Coordenador-geral dos Médicos Sem Fronteiras no Haiti alerta para o «impacto devastador» da violência no país

Há três meses em funcionamento, o Hospital de Trauma de Tabarre, administrado pelos Médicos Sem Fronteiras (MSF) em Port-au-Prince, no Haiti, recebeu mais de 360 pacientes que necessitavam de cuidados essenciais, incluindo mais de 220 pacientes com ferimentos provocados por balas, e outros traumatismos relacionados com a violência.

«Desde a abertura do hospital em Tabarre, vimos diariamente o impacto devastador que a violência – desde brigas entre gangues até violência associada a manifestações políticas – tem sobre a vida das pessoas em Port-au-Prince e em outras localidades», referiu Hassan Issa, coordenador-geral dos MSF no Haiti. «O número de ferimentos graves causados pela violência que tratamos reflete a terrível situação que prevalece hoje nas áreas urbanas do Haiti, onde ocorrem regularmente tiroteios e sequestros», disse o responsável, citado pelos serviços de comunicação da organização humanitária.

Com o objetivo de prestar cuidados a mais pacientes, logo depois da abertura deste hospital, os MSF duplicaram a capacidade do espaço, acrescentando mais 50 camas.

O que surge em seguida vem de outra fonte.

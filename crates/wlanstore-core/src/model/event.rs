// ── Profile change notifications ──

use std::sync::Arc;

use serde::Serialize;
use strum::Display;

use super::ids::UserId;
use super::profile::NetworkProfile;

#[derive(Debug, Clone, Copy, PartialEq, Eq, Serialize, Display)]
#[serde(rename_all = "snake_case")]
#[strum(serialize_all = "snake_case")]
pub enum ChangeReason {
    Added,
    ConfigChange,
    Removed,
}

/// Emitted on every add, update and remove. The profile is always a
/// masked copy.
#[derive(Debug, Clone, Serialize)]
pub struct ProfileChange {
    pub reason: ChangeReason,
    pub profile: Arc<NetworkProfile>,
    /// Foreground user when the change happened.
    pub user: UserId,
}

Desde que esta medida foi tomada, o hospital «permaneceu consistentemente ocupado na sua capacidade quase total, com picos esporádicos nos internamentos, após grandes incidentes de violência ou acidentes», adiantam os MSF.

O pico mais recente de atividade do hospital teve lugar na última semana quando o espaço «teve o maior número de internamentos numa única semana, com 37 novos pacientes hospitalizados». No decorrer do mesmo período, foram organizamos saídas escoltadas para os profissionais de saúde do hospital, «de e para o trabalho, a fim de garantir o serviço 24 horas, apesar das barricadas nas estradas armadas e do toque de recolher em toda a cidade após um tiroteio mortal entre o exército e manifestantes da força policial», explica a organização não governamental.

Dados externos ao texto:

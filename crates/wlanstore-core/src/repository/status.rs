// ── Narrow single-field mutators ──

use std::collections::BTreeSet;
use std::sync::Arc;

use arc_swap::ArcSwap;
use tracing::{debug, info};

use super::ConfigurationRepository;
use crate::error::CoreError;
use crate::model::{
    ChangeReason, MacAddress, MacRandomizationSetting, NetworkId, NetworkStatus, ScanDetail, Uid,
    quote_ssid,
};
use crate::selection::{Candidate, DisableReason, Transition};

impl ConfigurationRepository {
    /// Record a selection failure (or an explicit enable) for a profile.
    ///
    /// Returns `false` when the watchdog asked to ignore this
    /// association-rejection report; nothing changes in that case.
    pub fn update_network_selection_status(
        &mut self,
        id: NetworkId,
        reason: DisableReason,
    ) -> Result<bool, CoreError> {
        if !self.profiles.contains_key(&id) {
            return Err(CoreError::NetworkNotFound { id });
        }
        if reason == DisableReason::AssociationRejection && self.watchdog.should_ignore_ssid_update() {
            debug!(network_id = %id, "watchdog suppressed association rejection");
            return Ok(false);
        }

        let now = self.now_elapsed();
        let Some(profile) = self.profiles.get_mut(&id) else {
            return Err(CoreError::NetworkNotFound { id });
        };
        let transition = profile
            .selection
            .record(reason, &self.config.selection_policy, now);
        match transition {
            Transition::Unchanged => return Ok(true),
            Transition::Enabled => profile.status = NetworkStatus::Enabled,
            Transition::PermanentlyDisabled(_) => profile.status = NetworkStatus::Disabled,
            Transition::TemporarilyDisabled(_) => {}
        }
        self.after_transition(id, transition);
        Ok(true)
    }

    /// Re-enable a temporarily disabled profile whose timeout has passed.
    pub fn try_enable_network(&mut self, id: NetworkId) -> bool {
        let now = self.now_elapsed();
        let Some(profile) = self.profiles.get_mut(&id) else {
            return false;
        };
        if !profile.selection.try_enable(&self.config.selection_policy, now) {
            return false;
        }
        profile.status = NetworkStatus::Enabled;
        self.after_transition(id, Transition::Enabled);
        true
    }

    fn after_transition(&mut self, id: NetworkId, transition: Transition) {
        let Some(profile) = self.profiles.get(&id) else {
            return;
        };
        debug!(network_id = %id, ?transition, "selection status changed");
        self.emit_change(ChangeReason::ConfigChange, profile);
        match transition {
            Transition::Enabled => self.notify_saved(profile, |l, id| l.on_saved_network_enabled(id)),
            Transition::TemporarilyDisabled(reason) => {
                self.notify_saved(profile, |l, id| l.on_saved_network_temporarily_disabled(id, reason));
            }
            Transition::PermanentlyDisabled(reason) => {
                self.notify_saved(profile, |l, id| l.on_saved_network_permanently_disabled(id, reason));
            }
            Transition::Unchanged => {}
        }
        if profile.is_saved() {
            self.persist(false);
        }
    }

    pub fn update_network_not_recommended(
        &mut self,
        id: NetworkId,
        not_recommended: bool,
    ) -> Result<(), CoreError> {
        self.profile_mut(id)?.selection.not_recommended = not_recommended;
        Ok(())
    }

    pub fn update_last_connect_uid(&mut self, id: NetworkId, uid: Uid) -> Result<(), CoreError> {
        self.profile_mut(id)?.last_connect_uid = uid;
        Ok(())
    }

    /// Record a successful connection: history counters, `Current` status
    /// and a cleared failure count.
    pub fn update_network_after_connect(&mut self, id: NetworkId) -> Result<(), CoreError> {
        let now = self.now_wall();
        let profile = self.profile_mut(id)?;
        profile.last_connected = Some(now);
        profile.num_association = profile.num_association.saturating_add(1);
        profile.selection.has_ever_connected = true;
        profile.selection.clear_failure_counts();
        profile.status = NetworkStatus::Current;
        let saved = profile.is_saved();
        info!(network_id = %id, "connected");
        if saved {
            self.persist(false);
        }
        Ok(())
    }

    /// A `Current` profile drops back to `Enabled`.
    pub fn update_network_after_disconnect(&mut self, id: NetworkId) -> Result<(), CoreError> {
        let profile = self.profile_mut(id)?;
        if profile.status == NetworkStatus::Current {
            profile.status = NetworkStatus::Enabled;
        }
        let saved = profile.is_saved();
        if saved {
            self.persist(false);
        }
        Ok(())
    }

    /// Record that the user preferred `choice_config_key` over this profile.
    pub fn set_network_connect_choice(
        &mut self,
        id: NetworkId,
        choice_config_key: &str,
    ) -> Result<(), CoreError> {
        let now = self.now_wall();
        self.profile_mut(id)?
            .selection
            .set_connect_choice(choice_config_key.to_owned(), now);
        Ok(())
    }

    pub fn clear_network_connect_choice(&mut self, id: NetworkId) -> Result<(), CoreError> {
        self.profile_mut(id)?.selection.clear_connect_choice();
        Ok(())
    }

    pub fn set_network_default_gw_mac_address(
        &mut self,
        id: NetworkId,
        mac: MacAddress,
    ) -> Result<(), CoreError> {
        self.profile_mut(id)?.default_gw_mac = Some(mac);
        Ok(())
    }

    /// Overwrite the in-memory randomized MAC. The durable map is untouched.
    pub fn set_network_randomized_mac_address(
        &mut self,
        id: NetworkId,
        mac: MacAddress,
    ) -> Result<(), CoreError> {
        self.profile_mut(id)?.randomized_mac = mac;
        Ok(())
    }

    pub fn set_network_candidate_scan_result(
        &mut self,
        id: NetworkId,
        scan: ScanDetail,
        score: i32,
    ) -> Result<(), CoreError> {
        self.profile_mut(id)?.selection.candidate = Some(Candidate { scan, score });
        Ok(())
    }

    pub fn clear_network_candidate_scan_result(&mut self, id: NetworkId) -> Result<(), CoreError> {
        self.profile_mut(id)?.selection.candidate = None;
        Ok(())
    }

    pub fn set_network_seen_in_last_qualified_selection(
        &mut self,
        id: NetworkId,
        seen: bool,
    ) -> Result<(), CoreError> {
        self.profile_mut(id)?
            .selection
            .seen_in_last_qualified_network_selection = seen;
        Ok(())
    }

    // ── Flaky randomization hotlist ──────────────────────────────────

    /// Replace the SSIDs known to misbehave with randomized MACs.
    pub fn set_flaky_ssid_hotlist<I, S>(&self, ssids: I)
    where
        I: IntoIterator<Item = S>,
        S: AsRef<str>,
    {
        replace_hotlist(&self.flaky_ssids, ssids);
    }

    /// True when the profile's SSID is hotlisted and it uses persistent
    /// randomization.
    pub fn is_in_flaky_randomization_ssid_hotlist(&self, id: NetworkId) -> bool {
        self.profiles.get(&id).is_some_and(|p| {
            p.mac_randomization_setting == MacRandomizationSetting::Persistent
                && self.flaky_ssids.load().contains(&p.ssid)
        })
    }
}

/// Swap in a new hotlist. SSIDs are stored quoted.
pub(crate) fn replace_hotlist<I, S>(hotlist: &ArcSwap<BTreeSet<String>>, ssids: I)
where
    I: IntoIterator<Item = S>,
    S: AsRef<str>,
{
    let set = ssids.into_iter().map(|s| quote_ssid(s.as_ref())).collect();
    hotlist.store(Arc::new(set));
}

As causas mais comuns de lesões que têm sido tratadas pelos profissionais do Hospital de Trauma de Tabarre são os tiros (50 por cento dos pacientes admitidos), seguidos por acidentes de trânsito (31 por cento) e outras lesões relacionadas com violência, incluindo ferimentos potencialmente fatais (12 por cento). Além da realização de cirurgias capazes de salvar vidas e do atendimento de emergência, o Hospital de Trauma de Tabarre começou a oferecer a monitorização, acompanhamento e fisioterapia aos pacientes que receberam alta em janeiro.